A solar panel works by allowing photons, or particles of light, to knock electrons free from atoms in the cell. This generates a flow of electricity.

Photovoltaic cells are sandwiched between layers of semi-conducting materials such as silicon. Each layer reacts differently when hit by photons, creating an electric field. This creates the current needed to produce electricity.

Solar panels generate a direct current of electricity (DC). Inverters are used in the panel to convert this into an alternating current (AC), which can be used by home or business consumers, or fed into the national grid.

Many cells make a panel, and multiple panels can be placed on a home’s or business’ roof, possibly linked to the power requirements of that building.

Or, they can be arranged in row upon row, forming huge solar farms. These utility scale farms generate hundreds of megawatts (MWs) of electricity, usually for the national grid.

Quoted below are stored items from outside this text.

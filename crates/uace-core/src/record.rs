//! Candidate records, serial numbers and the verification payload.
//!
//! A [`CandidateRecord`] is built once per input row. Its
//! [`VerificationPayload`] is the reduced projection embedded in the
//! document's QR code; the [`RecordId`] is the only key a verifier ever
//! presents, so it is a random v4 UUID rather than anything derived from
//! the record.

use std::fmt;
use std::str::FromStr;
use std::sync::atomic::{AtomicU32, Ordering};

use serde::{Deserialize, Serialize};
use uuid::Uuid;

use crate::clause::{PaperGrade, SubjectEntry, parse_clause};
use crate::config::SchoolSettings;
use crate::grade::OverallGrade;
use crate::row::RawRow;
use crate::score::{ScoreSummary, score};
use crate::tokenize::clauses;

const FILE_STEM_MAX: usize = 50;

/// Opaque identifier of a stored record.
#[derive(Debug, Clone, Copy, PartialEq, Eq, Hash, Serialize, Deserialize)]
#[serde(transparent)]
pub struct RecordId(Uuid);

impl RecordId {
    /// Fresh random identifier.
    pub fn new() -> Self {
        Self(Uuid::new_v4())
    }
}

impl Default for RecordId {
    fn default() -> Self {
        Self::new()
    }
}

impl fmt::Display for RecordId {
    fn fmt(&self, f: &mut fmt::Formatter<'_>) -> fmt::Result {
        fmt::Display::fmt(&self.0, f)
    }
}

impl FromStr for RecordId {
    type Err = uuid::Error;

    fn from_str(s: &str) -> Result<Self, Self::Err> {
        Uuid::parse_str(s.trim()).map(Self)
    }
}

/// Sex column as printed on the document.
#[derive(Debug, Clone, PartialEq, Eq)]
pub enum Gender {
    Male,
    Female,
    /// Anything other than exactly `M` or `F`, kept verbatim.
    Other(String),
}

impl Gender {
    pub fn from_sex(sex: &str) -> Self {
        match sex {
            "M" => Gender::Male,
            "F" => Gender::Female,
            other => Gender::Other(other.to_string()),
        }
    }

    pub fn display(&self) -> &str {
        match self {
            Gender::Male => "MALE",
            Gender::Female => "FEMALE",
            Gender::Other(raw) => raw,
        }
    }

    /// Single-letter code used in the serial number.
    pub fn code(&self) -> char {
        match self {
            Gender::Male => 'M',
            Gender::Female => 'F',
            Gender::Other(_) => 'X',
        }
    }
}

/// Batch-scoped serial allocator.
///
/// Starts at 1. `next_serial` is a single atomic increment-and-read, so
/// workers sharing one counter never see the same value twice.
#[derive(Debug)]
pub struct SerialCounter {
    next: AtomicU32,
}

impl SerialCounter {
    pub fn new() -> Self {
        Self {
            next: AtomicU32::new(1),
        }
    }

    pub fn next_serial(&self) -> u32 {
        self.next.fetch_add(1, Ordering::SeqCst)
    }
}

impl Default for SerialCounter {
    fn default() -> Self {
        Self::new()
    }
}

/// Document serial number: `UNEB/UACE/{M|F|X}/{serial:03}/{year}`.
pub fn serial_number(gender: &Gender, serial: u32, year: &str) -> String {
    format!("UNEB/UACE/{}/{:03}/{}", gender.code(), serial, year)
}

/// Canonical result record for one candidate.
#[derive(Debug, Clone, PartialEq, Eq, Serialize, Deserialize)]
#[serde(rename_all = "camelCase")]
pub struct CandidateRecord {
    pub school: String,
    pub name: String,
    pub index_no: String,
    /// Display gender (`MALE`, `FEMALE` or the raw cell).
    pub sex: String,
    pub dob: String,
    pub year: String,
    pub serial_number: String,
    pub res_code: String,
    pub subjects: Vec<SubjectEntry>,
    #[serde(flatten)]
    pub summary: ScoreSummary,
}

impl CandidateRecord {
    /// Recompute the summary from the subjects, discarding any stored value.
    pub fn rescore(&mut self) {
        self.summary = score(&self.subjects);
    }

    /// Largest paper count of any subject; the width of the paper columns.
    pub fn max_papers(&self) -> usize {
        self.subjects
            .iter()
            .map(|s| s.papers().len())
            .max()
            .unwrap_or(0)
    }

    /// File-system-safe stem derived from the candidate's name.
    pub fn file_stem(&self) -> String {
        self.name
            .chars()
            .map(|c| if c.is_ascii_alphanumeric() { c } else { '_' })
            .take(FILE_STEM_MAX)
            .collect()
    }

    /// Project the record into its public verification payload.
    pub fn payload(&self) -> VerificationPayload {
        VerificationPayload {
            school: self.school.clone(),
            name: self.name.clone(),
            index_no: self.index_no.clone(),
            sex: self.sex.clone(),
            dob: self.dob.clone(),
            year: self.year.clone(),
            serial_number: self.serial_number.clone(),
            res_code: self.res_code.clone(),
            principal_passes: self.summary.principal_passes,
            subsidiary_passes: self.summary.subsidiary_passes,
            total_points: self.summary.total_points,
            subjects: self
                .subjects
                .iter()
                .map(|s| PayloadSubject {
                    code: s.code().to_string(),
                    name: s.name().to_string(),
                    grade: s.grade(),
                    points: s.points(),
                    papers: s.papers().to_vec(),
                })
                .collect(),
        }
    }
}

/// Verification payload. Field names and nesting are read by an external
/// scanner and must not change.
#[derive(Debug, Clone, PartialEq, Eq, Serialize, Deserialize)]
#[serde(rename_all = "camelCase")]
pub struct VerificationPayload {
    pub school: String,
    pub name: String,
    pub index_no: String,
    pub sex: String,
    pub dob: String,
    pub year: String,
    pub serial_number: String,
    pub res_code: String,
    pub principal_passes: u32,
    pub subsidiary_passes: u32,
    pub total_points: u32,
    pub subjects: Vec<PayloadSubject>,
}

#[derive(Debug, Clone, PartialEq, Eq, Serialize, Deserialize)]
pub struct PayloadSubject {
    pub code: String,
    pub name: String,
    pub grade: OverallGrade,
    pub points: u32,
    pub papers: Vec<PaperGrade>,
}

/// Output of [`build`]: the record, its payload and its store key.
#[derive(Debug, Clone)]
pub struct BuiltRecord {
    pub id: RecordId,
    pub record: CandidateRecord,
    pub payload: VerificationPayload,
}

/// Parse every clause of a result line, dropping the ones that do not parse.
pub fn parse_subjects(line: &str) -> Vec<SubjectEntry> {
    clauses(line).filter_map(|c| parse_clause(&c)).collect()
}

/// Build the record for one row with an externally assigned serial.
pub fn build(row: &RawRow, serial: u32, settings: &SchoolSettings) -> BuiltRecord {
    let gender = Gender::from_sex(&row.sex);
    let subjects = parse_subjects(&row.subjects);
    let summary = score(&subjects);

    let record = CandidateRecord {
        school: settings.school_name.clone(),
        name: row.name.clone(),
        index_no: row.index_no.clone(),
        sex: gender.display().to_string(),
        dob: row.dob.clone(),
        year: settings.year.clone(),
        serial_number: serial_number(&gender, serial, &settings.year),
        res_code: row.res_code.clone(),
        subjects,
        summary,
    };
    let payload = record.payload();

    BuiltRecord {
        id: RecordId::new(),
        record,
        payload,
    }
}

Why solar panels are a good investment

1) Carbon

Emissions can be either reduced, or replaced. Solar power helps to replace coal or gas-fired power. Replacing coal is especially important, as it is so carbon intensive (twice more than natural gas).

With the global population rising, and developing nations starting to catch up with Western consumption and emissions levels, it’s an enormous challenge to reduce global emissions even as economic activity keeps rising.

With solar, we can meet the needs of a growing and developing global population with lower carbon emissions.

Many countries across the world have shown that it is possible to continue growing economically, while simultaneously reducing emissions. The UK is a prime example of this.

The carbon savings are huge. I mentioned that coal is twice as bad as gas. Consider the hard numbers.

Many coal power plants produce over 1,000 grams of carbon dioxide (or equivalent greenhouse gases) per kilowatt hour of power produced (CO2 eq/kWh). Even the “cleanest” coal power is generally above 700g CO2 eq/kWh. Natural gas generation has a lower emissions intensity. But still plenty, with emissions above 400g CO2 eq/kWh.

Meanwhile, US-based National Renewable Energy Laboratory (NREL) estimated that solar power produces lifetime emissions of just 40g CO2 eq/kWh. A study published by Nature Energy was more optimistic, with estimated emissions below 21 g CO2 eq/kWh.

By these estimates, this makes it at least ten times better than gas, and up to 50 times less carbon intense than coal powered generation – a truly massive saving for the planet.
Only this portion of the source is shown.